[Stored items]
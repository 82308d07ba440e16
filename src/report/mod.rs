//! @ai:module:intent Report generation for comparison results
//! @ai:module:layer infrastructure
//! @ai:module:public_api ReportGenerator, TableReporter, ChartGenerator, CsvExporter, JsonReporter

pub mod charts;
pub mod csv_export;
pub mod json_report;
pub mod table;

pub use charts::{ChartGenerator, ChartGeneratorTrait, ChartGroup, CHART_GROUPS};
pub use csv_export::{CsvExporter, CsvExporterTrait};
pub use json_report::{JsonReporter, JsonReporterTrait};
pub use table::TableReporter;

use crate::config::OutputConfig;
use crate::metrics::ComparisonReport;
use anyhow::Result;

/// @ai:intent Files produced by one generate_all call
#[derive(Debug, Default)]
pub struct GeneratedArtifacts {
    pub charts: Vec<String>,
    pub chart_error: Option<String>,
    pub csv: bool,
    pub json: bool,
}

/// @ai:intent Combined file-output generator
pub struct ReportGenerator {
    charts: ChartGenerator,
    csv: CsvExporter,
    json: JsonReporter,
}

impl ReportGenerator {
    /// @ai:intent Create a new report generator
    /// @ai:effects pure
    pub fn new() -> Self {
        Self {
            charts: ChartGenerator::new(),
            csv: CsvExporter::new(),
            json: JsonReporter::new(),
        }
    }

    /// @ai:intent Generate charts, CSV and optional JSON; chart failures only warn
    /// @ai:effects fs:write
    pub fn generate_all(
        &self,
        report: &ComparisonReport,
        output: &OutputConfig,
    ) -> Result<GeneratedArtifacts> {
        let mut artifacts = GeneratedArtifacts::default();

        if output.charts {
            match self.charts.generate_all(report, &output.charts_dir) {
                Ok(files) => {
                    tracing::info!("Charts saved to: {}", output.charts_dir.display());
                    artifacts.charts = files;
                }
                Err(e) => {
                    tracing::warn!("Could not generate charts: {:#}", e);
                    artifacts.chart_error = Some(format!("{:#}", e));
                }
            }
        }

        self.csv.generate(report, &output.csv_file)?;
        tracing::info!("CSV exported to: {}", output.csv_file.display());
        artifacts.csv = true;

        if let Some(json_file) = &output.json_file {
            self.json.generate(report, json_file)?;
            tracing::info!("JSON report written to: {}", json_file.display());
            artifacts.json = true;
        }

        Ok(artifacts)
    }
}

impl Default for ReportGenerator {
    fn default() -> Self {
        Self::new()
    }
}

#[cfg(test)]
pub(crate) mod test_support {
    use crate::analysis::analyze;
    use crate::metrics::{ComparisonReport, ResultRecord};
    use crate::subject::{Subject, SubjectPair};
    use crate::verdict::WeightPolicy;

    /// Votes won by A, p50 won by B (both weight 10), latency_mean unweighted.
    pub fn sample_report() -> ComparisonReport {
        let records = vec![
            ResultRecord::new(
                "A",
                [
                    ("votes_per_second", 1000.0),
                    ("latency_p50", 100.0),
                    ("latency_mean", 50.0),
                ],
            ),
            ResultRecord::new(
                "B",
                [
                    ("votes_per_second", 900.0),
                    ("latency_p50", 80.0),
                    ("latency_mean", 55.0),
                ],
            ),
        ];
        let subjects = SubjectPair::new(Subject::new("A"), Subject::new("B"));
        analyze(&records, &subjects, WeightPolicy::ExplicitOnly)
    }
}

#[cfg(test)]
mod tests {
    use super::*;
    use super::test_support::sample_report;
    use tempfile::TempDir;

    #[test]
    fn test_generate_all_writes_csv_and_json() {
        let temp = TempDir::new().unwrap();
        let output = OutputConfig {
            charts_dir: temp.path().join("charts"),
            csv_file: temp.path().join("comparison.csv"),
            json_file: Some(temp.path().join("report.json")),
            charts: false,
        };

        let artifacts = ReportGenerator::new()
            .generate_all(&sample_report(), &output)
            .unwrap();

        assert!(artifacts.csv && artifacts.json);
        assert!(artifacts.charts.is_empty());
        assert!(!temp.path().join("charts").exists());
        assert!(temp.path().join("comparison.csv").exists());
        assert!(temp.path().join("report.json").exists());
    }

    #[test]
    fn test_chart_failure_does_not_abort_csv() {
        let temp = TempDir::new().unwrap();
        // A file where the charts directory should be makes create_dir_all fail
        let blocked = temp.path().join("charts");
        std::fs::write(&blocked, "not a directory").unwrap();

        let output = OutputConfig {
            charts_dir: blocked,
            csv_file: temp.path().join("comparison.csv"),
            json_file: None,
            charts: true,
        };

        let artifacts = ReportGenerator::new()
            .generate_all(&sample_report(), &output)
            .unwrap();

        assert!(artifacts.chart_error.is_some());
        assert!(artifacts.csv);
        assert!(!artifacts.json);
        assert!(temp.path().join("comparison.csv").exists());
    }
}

- What is needed -
Exact duplication of all the data above is expected.

- Reply -
repository 82308d07ba440e16
filename src/report/mod.rs
//! @ai:module:intent Report generation for comparison results
//! @ai:module:layer infrastructure
//! @ai:module:public_api ReportGenerator, TableReporter, ChartGenerator, CsvExporter, JsonReporter

pub mod charts;
pub mod csv_export;
pub mod json_report;
pub mod table;

pub use charts::{ChartGenerator, ChartGeneratorTrait, ChartGroup, CHART_GROUPS};
pub use csv_export::{CsvExporter, CsvExporterTrait};
pub use json_report::{JsonReporter, JsonReporterTrait};
pub use table::TableReporter;

use crate::config::OutputConfig;
use crate::metrics::ComparisonReport;
use anyhow::Result;

/// @ai:intent Files produced by one generate_all call
#[derive(Debug, Default)]
pub struct GeneratedArtifacts {
    pub charts: Vec<String>,
    pub chart_error: Option<String>,
    pub csv: bool,
    pub json: bool,
}

/// @ai:intent Combined file-output generator
pub struct ReportGenerator {
    charts: ChartGenerator,
    csv: CsvExporter,
    json: JsonReporter,
}

impl ReportGenerator {
    /// @ai:intent Create a new report generator
    /// @ai:effects pure
    pub fn new() -> Self {
        Self {
            charts: ChartGenerator::new(),
            csv: CsvExporter::new(),
            json: JsonReporter::new(),
        }
    }

    /// @ai:intent Generate charts, CSV and optional JSON; chart failures only warn
    /// @ai:effects fs:write
    pub fn generate_all(
        &self,
        report: &ComparisonReport,
        output: &OutputConfig,
    ) -> Result<GeneratedArtifacts> {
        let mut artifacts = GeneratedArtifacts::default();

        if output.charts {
            match self.charts.generate_all(report, &output.charts_dir) {
                Ok(files) => {
                    tracing::info!("Charts saved to: {}", output.charts_dir.display());
                    artifacts.charts = files;
                }
                Err(e) => {
                    tracing::warn!("Could not generate charts: {:#}", e);
                    artifacts.chart_error = Some(format!("{:#}", e));
                }
            }
        }

        self.csv.generate(report, &output.csv_file)?;
        tracing::info!("CSV exported to: {}", output.csv_file.display());
        artifacts.csv = true;

        if let Some(json_file) = &output.json_file {
            self.json.generate(report, json_file)?;
            tracing::info!("JSON report written to: {}", json_file.display());
            artifacts.json = true;
        }

        Ok(artifacts)
    }
}

impl Default for ReportGenerator {
    fn default() -> Self {
        Self::new()
    }
}

#[cfg(test)]
pub(crate) mod test_support {
    use crate::analysis::analyze;
    use crate::metrics::{ComparisonReport, ResultRecord};
    use crate::subject::{Subject, SubjectPair};
    use crate::verdict::WeightPolicy;

    /// Votes won by A, p50 won by B (both weight 10), latency_mean unweighted.
    pub fn sample_report() -> ComparisonReport {
        let records = vec![
            ResultRecord::new(
                "A",
                [
                    ("votes_per_second", 1000.0),
                    ("latency_p50", 100.0),
                    ("latency_mean", 50.0),
                ],
            ),
            ResultRecord::new(
                "B",
                [
                    ("votes_per_second", 900.0),
                    ("latency_p50", 80.0),
                    ("latency_mean", 55.0),
                ],
            ),
        ];
        let subjects = SubjectPair::new(Subject::new("A"), Subject::new("B"));
        analyze(&records, &subjects, WeightPolicy::ExplicitOnly)
    }
}

#[cfg(test)]
mod tests {
    use super::*;
    use super::test_support::sample_report;
    use tempfile::TempDir;

    #[test]
    fn test_generate_all_writes_csv_and_json() {
        let temp = TempDir::new().unwrap();
        let output = OutputConfig {
            charts_dir: temp.path().join("charts"),
            csv_file: temp.path().join("comparison.csv"),
            json_file: Some(temp.path().join("report.json")),
            charts: false,
        };

        let artifacts = ReportGenerator::new()
            .generate_all(&sample_report(), &output)
            .unwrap();

        assert!(artifacts.csv && artifacts.json);
        assert!(artifacts.charts.is_empty());
        assert!(!temp.path().join("charts").exists());
        assert!(temp.path().join("comparison.csv").exists());
        assert!(temp.path().join("report.json").exists());
    }

    #[test]
    fn test_chart_failure_does_not_abort_csv() {
        let temp = TempDir::new().unwrap();
        // A file where the charts directory should be makes create_dir_all fail
        let blocked = temp.path().join("charts");
        std::fs::write(&blocked, "not a directory").unwrap();

        let output = OutputConfig {
            charts_dir: blocked,
            csv_file: temp.path().join("comparison.csv"),
            json_file: None,
            charts: true,
        };

        let artifacts = ReportGenerator::new()
            .generate_all(&sample_report(), &output)
            .unwrap();

        assert!(artifacts.chart_error.is_some());
        assert!(artifacts.csv);
        assert!(!artifacts.json);
        assert!(temp.path().join("comparison.csv").exists());
    }
}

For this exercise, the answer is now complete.